Garmin (and other brands) uses it to display overnight oxygen trends, support altitude-acclimation features (how often do you need to use this?!), and add another layer to its health ecosystem.

Yet, in everyday use, graphs related to blood oxygen tracking rarely tell a story beyond confirming that you are, in fact, breathing.

On the other hand, Garmin itself warns that Pulse Ox is one of the most power-hungry features on its watches, and in real life, the difference between having it enabled and disabled can be quite significant.

Data without direction

Apart from draining the battery, my other issue with SpO₂ is that it rarely changes behaviour. If my oxygen saturation dips slightly overnight, I don’t train, recover, or, quite frankly, feel any differently.
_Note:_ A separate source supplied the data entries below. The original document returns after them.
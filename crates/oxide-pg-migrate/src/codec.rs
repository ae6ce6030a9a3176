//! Binding finalized values to sqlx queries and decoding PostgreSQL rows.
//!
//! Every placeholder carries its own cast (`$1::uuid`), so values are sent
//! with the closest native wire type and PostgreSQL converts them.

use chrono::{DateTime, NaiveDate, NaiveDateTime, SecondsFormat, Utc};
use oxide_pg_core::error::{Result, SqlError};
use oxide_pg_core::executor::Row;
use oxide_pg_core::prepared::FinalizedQuery;
use oxide_pg_core::value::WireValue;
use serde_json::Value;
use sqlx::postgres::{PgArguments, PgRow};
use sqlx::{Column, Postgres, Row as _, TypeInfo};
use uuid::Uuid;

/// A sqlx query with its arguments bound.
pub type PgQuery<'q> = sqlx::query::Query<'q, Postgres, PgArguments>;

#[derive(Debug, Clone, Copy, PartialEq, Eq)]
enum ElementKind {
    Bool,
    Int,
    Float,
    Text,
}

fn element_kind(position: usize, items: &[WireValue]) -> Result<ElementKind> {
    let mut kind = None;
    for item in items {
        let next = match item {
            WireValue::Null => continue,
            WireValue::Bool(_) => ElementKind::Bool,
            WireValue::Int(_) => ElementKind::Int,
            WireValue::Float(_) => ElementKind::Float,
            WireValue::Text(_) => ElementKind::Text,
            WireValue::Array(_) => return Err(unbindable_array(position, items)),
        };
        kind = match (kind, next) {
            (None, next) => Some(next),
            (Some(current), next) if current == next => Some(current),
            (
                Some(ElementKind::Int | ElementKind::Float),
                ElementKind::Int | ElementKind::Float,
            ) => Some(ElementKind::Float),
            _ => return Err(unbindable_array(position, items)),
        };
    }
    // Empty and all-NULL arrays go out as text[]; the placeholder cast fixes the type.
    Ok(kind.unwrap_or(ElementKind::Text))
}

fn unbindable_array(position: usize, items: &[WireValue]) -> SqlError {
    SqlError::InvalidValue {
        key: format!("${}", position + 1),
        expected: "a flat array of a single scalar kind",
        value: serde_json::to_string(items).unwrap_or_default(),
    }
}

const fn as_bool(value: &WireValue) -> Option<bool> {
    match value {
        WireValue::Bool(b) => Some(*b),
        _ => None,
    }
}

const fn as_int(value: &WireValue) -> Option<i64> {
    match value {
        WireValue::Int(n) => Some(*n),
        _ => None,
    }
}

#[allow(clippy::cast_precision_loss)]
const fn as_float(value: &WireValue) -> Option<f64> {
    match value {
        WireValue::Int(n) => Some(*n as f64),
        WireValue::Float(f) => Some(*f),
        _ => None,
    }
}

fn as_text(value: &WireValue) -> Option<String> {
    match value {
        WireValue::Text(s) => Some(s.clone()),
        _ => None,
    }
}

fn bind_value<'q>(query: PgQuery<'q>, position: usize, value: &WireValue) -> Result<PgQuery<'q>> {
    let query = match value {
        WireValue::Null => query.bind(None::<String>),
        WireValue::Bool(b) => query.bind(*b),
        WireValue::Int(n) => query.bind(*n),
        WireValue::Float(f) => query.bind(*f),
        WireValue::Text(s) => query.bind(s.clone()),
        WireValue::Array(items) => match element_kind(position, items)? {
            ElementKind::Bool => query.bind(items.iter().map(as_bool).collect::<Vec<_>>()),
            ElementKind::Int => query.bind(items.iter().map(as_int).collect::<Vec<_>>()),
            ElementKind::Float => query.bind(items.iter().map(as_float).collect::<Vec<_>>()),
            ElementKind::Text => query.bind(items.iter().map(as_text).collect::<Vec<_>>()),
        },
    };
    Ok(query)
}

/// Builds a sqlx query for `query`, binding `values[n]` to `$n+1`.
pub fn bind_query(query: &FinalizedQuery) -> Result<PgQuery<'_>> {
    query
        .values
        .iter()
        .enumerate()
        .try_fold(sqlx::query(&query.text), |bound, (position, value)| {
            bind_value(bound, position, value)
        })
}

/// Converts a driver row into a JSON row keyed by column label.
///
/// Timestamps become RFC 3339 strings and UUIDs their hyphenated form.
/// Types without a native mapping (`name`, `information_schema` domains,
/// enums) are read as text.
pub fn decode_row(row: &PgRow) -> std::result::Result<Row, sqlx::Error> {
    let mut map = Row::new();
    for column in row.columns() {
        let value = decode_column(row, column.ordinal(), column.type_info().name())?;
        map.insert(column.name().to_string(), value);
    }
    Ok(map)
}

fn decode_column(
    row: &PgRow,
    index: usize,
    type_name: &str,
) -> std::result::Result<Value, sqlx::Error> {
    let value = match type_name {
        "BOOL" => Value::from(row.try_get::<Option<bool>, _>(index)?),
        "INT2" => Value::from(row.try_get::<Option<i16>, _>(index)?),
        "INT4" => Value::from(row.try_get::<Option<i32>, _>(index)?),
        "INT8" => Value::from(row.try_get::<Option<i64>, _>(index)?),
        "FLOAT4" => Value::from(row.try_get::<Option<f32>, _>(index)?),
        "FLOAT8" => Value::from(row.try_get::<Option<f64>, _>(index)?),
        "JSON" | "JSONB" => row.try_get::<Option<Value>, _>(index)?.unwrap_or(Value::Null),
        "UUID" => Value::from(row.try_get::<Option<Uuid>, _>(index)?.map(|id| id.to_string())),
        "TIMESTAMPTZ" => Value::from(
            row.try_get::<Option<DateTime<Utc>>, _>(index)?
                .map(|at| at.to_rfc3339_opts(SecondsFormat::AutoSi, true)),
        ),
        "TIMESTAMP" => Value::from(
            row.try_get::<Option<NaiveDateTime>, _>(index)?
                .map(|at| at.format("%Y-%m-%dT%H:%M:%S%.f").to_string()),
        ),
        "DATE" => Value::from(
            row.try_get::<Option<NaiveDate>, _>(index)?
                .map(|day| day.to_string()),
        ),
        "BOOL[]" => Value::from(row.try_get::<Option<Vec<Option<bool>>>, _>(index)?),
        "INT2[]" => Value::from(row.try_get::<Option<Vec<Option<i16>>>, _>(index)?),
        "INT4[]" => Value::from(row.try_get::<Option<Vec<Option<i32>>>, _>(index)?),
        "INT8[]" => Value::from(row.try_get::<Option<Vec<Option<i64>>>, _>(index)?),
        "FLOAT4[]" => Value::from(row.try_get::<Option<Vec<Option<f32>>>, _>(index)?),
        "FLOAT8[]" => Value::from(row.try_get::<Option<Vec<Option<f64>>>, _>(index)?),
        "TEXT[]" | "VARCHAR[]" => {
            Value::from(row.try_get::<Option<Vec<Option<String>>>, _>(index)?)
        }
        "UUID[]" => Value::from(row.try_get::<Option<Vec<Option<Uuid>>>, _>(index)?.map(
            |ids| {
                ids.into_iter()
                    .map(|id| id.map(|id| id.to_string()))
                    .collect::<Vec<_>>()
            },
        )),
        "NUMERIC" | "NUMERIC[]" => {
            return Err(sqlx::Error::Decode(
                "numeric columns must be cast to text or double precision".into(),
            ))
        }
        // information_schema.cardinal_number is a domain over integer
        "cardinal_number" => Value::from(row.try_get_unchecked::<Option<i32>, _>(index)?),
        _ => Value::from(row.try_get_unchecked::<Option<String>, _>(index)?),
    };
    Ok(value)
}

#[cfg(test)]
mod tests {
    use super::*;

    #[test]
    fn test_array_element_kinds() {
        let ints = [WireValue::Int(1), WireValue::Null, WireValue::Int(3)];
        assert_eq!(element_kind(0, &ints).unwrap(), ElementKind::Int);

        let mixed_numbers = [WireValue::Int(1), WireValue::Float(2.5)];
        assert_eq!(element_kind(0, &mixed_numbers).unwrap(), ElementKind::Float);

        assert_eq!(element_kind(0, &[]).unwrap(), ElementKind::Text);
        assert_eq!(element_kind(0, &[WireValue::Null]).unwrap(), ElementKind::Text);
    }

    #[test]
    fn test_mixed_or_nested_arrays_are_rejected() {
        let mixed = [WireValue::Text("a".into()), WireValue::Bool(true)];
        let err = element_kind(1, &mixed).unwrap_err();
        assert!(matches!(
            err,
            SqlError::InvalidValue { ref key, .. } if key == "$2"
        ));

        let nested = [WireValue::Array(vec![WireValue::Int(1)])];
        assert!(element_kind(0, &nested).is_err());
    }

    #[test]
    fn test_element_conversion() {
        assert_eq!(as_float(&WireValue::Int(2)), Some(2.0));
        assert_eq!(as_int(&WireValue::Null), None);
        assert_eq!(as_text(&WireValue::Text("x".into())), Some("x".to_string()));
        assert_eq!(as_bool(&WireValue::Bool(false)), Some(false));
    }

    #[test]
    fn test_bind_rejects_before_sending() {
        let query = FinalizedQuery {
            text: "SELECT $1::text[]".to_string(),
            values: vec![WireValue::Array(vec![
                WireValue::Text("a".into()),
                WireValue::Int(1),
            ])],
        };
        assert!(bind_query(&query).is_err());
    }
}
Unlike heart rate variability, resting heart rate or training readiness, it doesn’t translate into decisions, which makes it feel less like an insight and more like background noise.

I'm not saying it's completely pointless to everyone, though. At altitude, during illness, or for users tracking breathing conditions, SpO₂ can add useful context.

However, for most healthy, in-training Garmin owners, it’s a curiosity that makes your watch's battery die days earlier than it should. Sleep-only tracking is a reasonable compromise, but even that tends to fade into irrelevance once the initial curiosity wears off.

This might all change once Garmin figures out how to use AI to comb through existing data and provide meaningful training advice based on more obscure metrics (e.g., SpO₂), but until that happens, I'll be turning Pulse Ox off on my Garmin.